• 11 MAY 05
    • 0

    Some Medical Journals More Critical of Studies Omitting Findings, Details

    From the Henry Kaiser Foundation Health report on Prescription Drugs
    http://www.kaisernetwork.org/daily_reports/rep_index.cfm?DR_ID=29952

    Tuesday, May 10, 2005

    Some top medical journals have begun “cracking down” on prescription drug studies that “omit key findings” on safety and efficacy or “inconvenient details about how a trial’s design changed partway through” in an “era when articles are increasingly used as marketing tools,” the Wall Street Journal reports. According to the Journal, medical journals also are “responding to the escalating debate in Washington on ensuring side effects of drugs are properly disclosed.” BMJ this year will begin to require authors to submit original study designs with articles to allow peer reviewers to determine whether the authors revised the designs to make study results appear more positive. In addition, BMJ might make public the original study designs and comments from peer reviewers. The Journal of the American Medical Association also has begun to ask some authors to submit original study designs and in some cases has hired independent statisticians to review study results. JAMA also requires academic researchers who co-write articles with pharmaceutical industry scientists to sign statements “attesting that they have taken part in the data analysis and stand by their findings,” the Journal reports.

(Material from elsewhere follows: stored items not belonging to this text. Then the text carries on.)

// SPDX-FileCopyrightText: 2026 ActionHub Contributors
// SPDX-License-Identifier: MIT OR Apache-2.0

//! Test utilities for ActionHub integration tests.
//!
//! - [`RecordingRunner`] records every lifecycle call it receives
//! - [`CountingFactory`] counts instantiations and hands out recording runners
//! - [`TestHarness`] assembles a registry, catalog, and engine around them

pub mod harness;
pub mod recording;

pub use harness::{TestHarness, TestHarnessBuilder, TEST_PLUGIN_ID, TEST_SERVICE_ID};
pub use recording::{Behavior, CallLog, CountingFactory, RecordingRunner, RunnerCall};
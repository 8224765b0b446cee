// SPDX-FileCopyrightText: 2026 ActionHub Contributors
// SPDX-License-Identifier: MIT OR Apache-2.0

//! Schema preparation passes run before validation.
//!
//! [`apply_defaults`] fills absent properties from their declared `default`
//! values. [`forbid_unknown_fields`] closes every object schema that declares
//! `properties` but says nothing about extra keys.

use serde_json::{Map, Value};

/// Keywords whose value is a subschema validated against the same instance
/// as its parent, alongside the parent's own `properties`.
const IN_PLACE_KEYWORDS: &[&str] = &["not", "if", "then", "else"];

/// Keywords whose value is an array of in-place subschemas.
const IN_PLACE_ARRAY_KEYWORDS: &[&str] = &["allOf", "anyOf", "oneOf"];

/// Keywords whose value is a subschema for a child instance.
const CHILD_KEYWORDS: &[&str] = &["items", "additionalProperties"];

/// Keywords whose value is an array of child-instance subschemas.
const CHILD_ARRAY_KEYWORDS: &[&str] = &["prefixItems"];

/// Keywords whose value is a map of name -> child-instance subschema.
const CHILD_MAP_KEYWORDS: &[&str] = &["properties", "patternProperties"];

/// Keywords whose value is a map of named definitions, reached through `$ref`.
const DEFINITION_KEYWORDS: &[&str] = &["$defs", "definitions"];

/// Keywords that pull another schema's properties into a node.
const COMPOSITION_KEYWORDS: &[&str] = &["allOf", "anyOf", "oneOf", "$ref", "then", "else"];

/// Maximum `$ref` hops followed while resolving a schema node.
const MAX_REF_DEPTH: usize = 32;

/// Close every object schema that does not say how to treat extra keys.
///
/// A plain node with `properties` gets `"additionalProperties": false`. A
/// node that composes other schemas gets `"unevaluatedProperties": false`
/// instead, so properties declared by its branches or `$ref` target are
/// still accepted; this only happens when something in the composition
/// declares `properties`. Composition branches and `$defs` entries are never
/// closed at their own level, only the objects nested inside them.
///
/// A node is left alone when it already declares `additionalProperties` or
/// `unevaluatedProperties`; that is how a schema marks itself permissive.
pub fn forbid_unknown_fields(schema: &mut Value) {
    let root = schema.clone();
    close(&root, schema, true);
}

fn close(root: &Value, schema: &mut Value, standalone: bool) {
    let Value::Object(node) = schema else {
        return;
    };

    let explicit = node.contains_key("additionalProperties") || node.contains_key("unevaluatedProperties");
    if standalone && !explicit {
        if COMPOSITION_KEYWORDS.iter().any(|k| node.contains_key(*k)) {
            if declares_properties(root, node, 0) {
                node.insert("unevaluatedProperties".to_string(), Value::Bool(false));
            }
        } else if node.contains_key("properties") {
            node.insert("additionalProperties".to_string(), Value::Bool(false));
        }
    }

    for keyword in IN_PLACE_KEYWORDS {
        if let Some(sub) = node.get_mut(*keyword) {
            close(root, sub, false);
        }
    }
    for keyword in IN_PLACE_ARRAY_KEYWORDS {
        if let Some(Value::Array(subs)) = node.get_mut(*keyword) {
            subs.iter_mut().for_each(|sub| close(root, sub, false));
        }
    }
    for keyword in DEFINITION_KEYWORDS {
        if let Some(Value::Object(subs)) = node.get_mut(*keyword) {
            subs.values_mut().for_each(|sub| close(root, sub, false));
        }
    }
    for keyword in CHILD_KEYWORDS {
        if let Some(sub) = node.get_mut(*keyword) {
            close(root, sub, true);
        }
    }
    for keyword in CHILD_ARRAY_KEYWORDS {
        if let Some(Value::Array(subs)) = node.get_mut(*keyword) {
            subs.iter_mut().for_each(|sub| close(root, sub, true));
        }
    }
    for keyword in CHILD_MAP_KEYWORDS {
        if let Some(Value::Object(subs)) = node.get_mut(*keyword) {
            subs.values_mut().for_each(|sub| close(root, sub, true));
        }
    }
}

/// Whether `node`, or anything it composes, declares `properties`.
///
/// A composition of free-form objects (`{"$ref": "#/$defs/AnyMap"}`) stays
/// open.
fn declares_properties(root: &Value, node: &Map<String, Value>, depth: usize) -> bool {
    if depth > MAX_REF_DEPTH {
        return false;
    }
    if node.contains_key("properties") {
        return true;
    }

    let referenced = node
        .get("$ref")
        .and_then(Value::as_str)
        .and_then(|reference| reference.strip_prefix('#'))
        .and_then(|pointer| root.pointer(pointer));
    let branches = IN_PLACE_ARRAY_KEYWORDS
        .iter()
        .filter_map(|k| node.get(*k))
        .filter_map(Value::as_array)
        .flatten();
    let conditional = ["then", "else"].iter().filter_map(|k| node.get(*k));

    referenced
        .into_iter()
        .chain(branches)
        .chain(conditional)
        .filter_map(Value::as_object)
        .any(|sub| declares_properties(root, sub, depth + 1))
}

/// Fill absent object properties with their schema `default`, recursively.
///
/// Local `$ref`s (`#/...`) are followed against `root`. Values that are
/// present are never overwritten, and nothing is inserted into non-objects.
pub fn apply_defaults(root: &Value, schema: &Value, payload: &mut Value) {
    let Some(node) = resolve(root, schema) else {
        return;
    };

    // allOf branches all apply, so their defaults do too.
    if let Some(Value::Array(branches)) = node.get("allOf") {
        for branch in branches {
            apply_defaults(root, branch, payload);
        }
    }

    match payload {
        Value::Object(fields) => {
            if let Some(Value::Object(properties)) = node.get("properties") {
                fill_properties(root, properties, fields);
            }
        }
        Value::Array(items) => {
            if let Some(item_schema) = node.get("items").filter(|s| s.is_object()) {
                for item in items.iter_mut() {
                    apply_defaults(root, item_schema, item);
                }
            }
        }
        _ => {}
    }
}

fn fill_properties(root: &Value, properties: &Map<String, Value>, fields: &mut Map<String, Value>) {
    for (name, prop_schema) in properties {
        match fields.get_mut(name) {
            Some(existing) => apply_defaults(root, prop_schema, existing),
            None => {
                let default = resolve(root, prop_schema).and_then(|n| n.get("default"));
                if let Some(default) = default {
                    let mut value = default.clone();
                    apply_defaults(root, prop_schema, &mut value);
                    fields.insert(name.clone(), value);
                }
            }
        }
    }
}

/// Follow local `$ref`s until reaching a schema object.
///
/// A node carrying its own `default` next to a `$ref` wins, which is how
/// schema generators annotate defaults on referenced struct types.
fn resolve<'a>(root: &'a Value, schema: &'a Value) -> Option<&'a Map<String, Value>> {
    let mut current = schema.as_object()?;
    for _ in 0..MAX_REF_DEPTH {
        if current.contains_key("default") {
            return Some(current);
        }
        let Some(reference) = current.get("$ref").and_then(Value::as_str) else {
            return Some(current);
        };
        let pointer = reference.strip_prefix('#')?;
        current = root.pointer(pointer)?.as_object()?;
    }
    None
}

In addition, several medical journals this year will begin to require study sponsors to register some details, such as study designs and size, in a public database as a condition of publication.

    Reaction

    Catherine DeAngelis, editor in chief of JAMA, said, “We were burned very badly” in the past, adding that today “the single thing we change most often is the conclusion.” She said, “It comes in as, ‘This product is the greatest thing,’ and we say, ‘Under these circumstances, in this population, this medication seems to control a, b and c.'” However, some medical editors maintain that “it’s impossible to sift through thousands of pages of raw data to check a paper’s fairness” and that peer reviewers might “fail to notice suspicious omissions and changes in focus” in studies or “lack the time or inclination to follow them up,” the Journal reports. Kamran Abbasi, deputy editor of BMJ, said, “One solution to this is to publish the raw data. The way things are going in terms of openness, you can’t rule it out” (Wilde Mathews, Wall Street Journal, 5/10).